Karsten reported up to 20 worms per square metre, telling news outlet The Local: "I saw thousands of earthworms on the surface of the snow.

"When I found them on the snow they seemed to be dead, but when I put them in my hand I found that they were alive."

And he isn't alone. The finding made national news in Norway and prompted an influx of similar reports.

A worm in the snow

So how does it rain worms? And why? Well, no one is entirely sure. But it's thought the worms, starting to emerge from the ground towards the end of winter, were swept up by the wind. In the mountainous Norwegian coastline they quickly caught thermals - rising pockets of warm air more commonly used by birds of prey to circle - and were carried up into the sky.

Eventually, and after travelling some distance, they fall back to Earth as earthworm rain.

How earthworm rain happens

The phenomenon is rare - though it isn't new. In April 2011 a PE lesson at a school in Galashiels, south of Edinburgh, had to be cancelled after worms began raining onto the pitch.

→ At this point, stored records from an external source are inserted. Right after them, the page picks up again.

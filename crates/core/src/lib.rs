pub mod coach;
pub mod completion;
pub mod feedback;
pub mod questions;
pub mod session_state;
pub mod validator;

pub use coach::{Coach, CoachClient};
pub use completion::{ChatMessage, CompletionClient, OpenAiClient, Role};
pub use questions::Difficulty;
pub use session_state::{
    Event, InterviewSession, InterviewSetup, InterviewState, Outcome, SessionError, SessionView,
};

Falling worms might be a bit unpleasant, especially if you aren't a fan of creepy crawlies - but they have nothing on these:

All the way back in 1894 it's believed Bath experienced a shower of jellyfish. Which sounds pretty terrifying, except no one's actually sure what they were. Some say jellyfish, others say tadpoles. Which is slightly less like something from a horror film.

Fish have fallen in Wales

On creatures from the deep, in August 2004, the village of Knighton, in Powys, was reported to have endured a rain of fish.

Similarly, in June 2009, reports of a rain of frogs and tadpoles came in throughout Ishikawa prefecture, Japan. Reports continued throughout the month.

But tadpoles, fish and even jellies pale in comparison to one of natures most terrifying swarms. And this one was caught on video.

An enormous colony of spiders was blown in to the town of Santo Antonio da Platina, Brazil, in February 2013. Whilst at first confused (and probably rather terrified) residents thought it was raining spiders, but in actual fact their enormous web had been picked up by the wind and dumped on top of the town, hanging from rooftops and power lines.

The phenomenon is apparently not unusual, and the skies around Sao Paulo and neighbouring areas are often full of a species of spiders known as anelosimus eximius. They aren't big - just half a centimetre or so across. But they make up for that by living in colonies of up to 50,000, and ganging up to take on much larger prey than most spiders can handle.

In fact, their vast communal webs can cover entire trees or buildings. Don't have nightmares.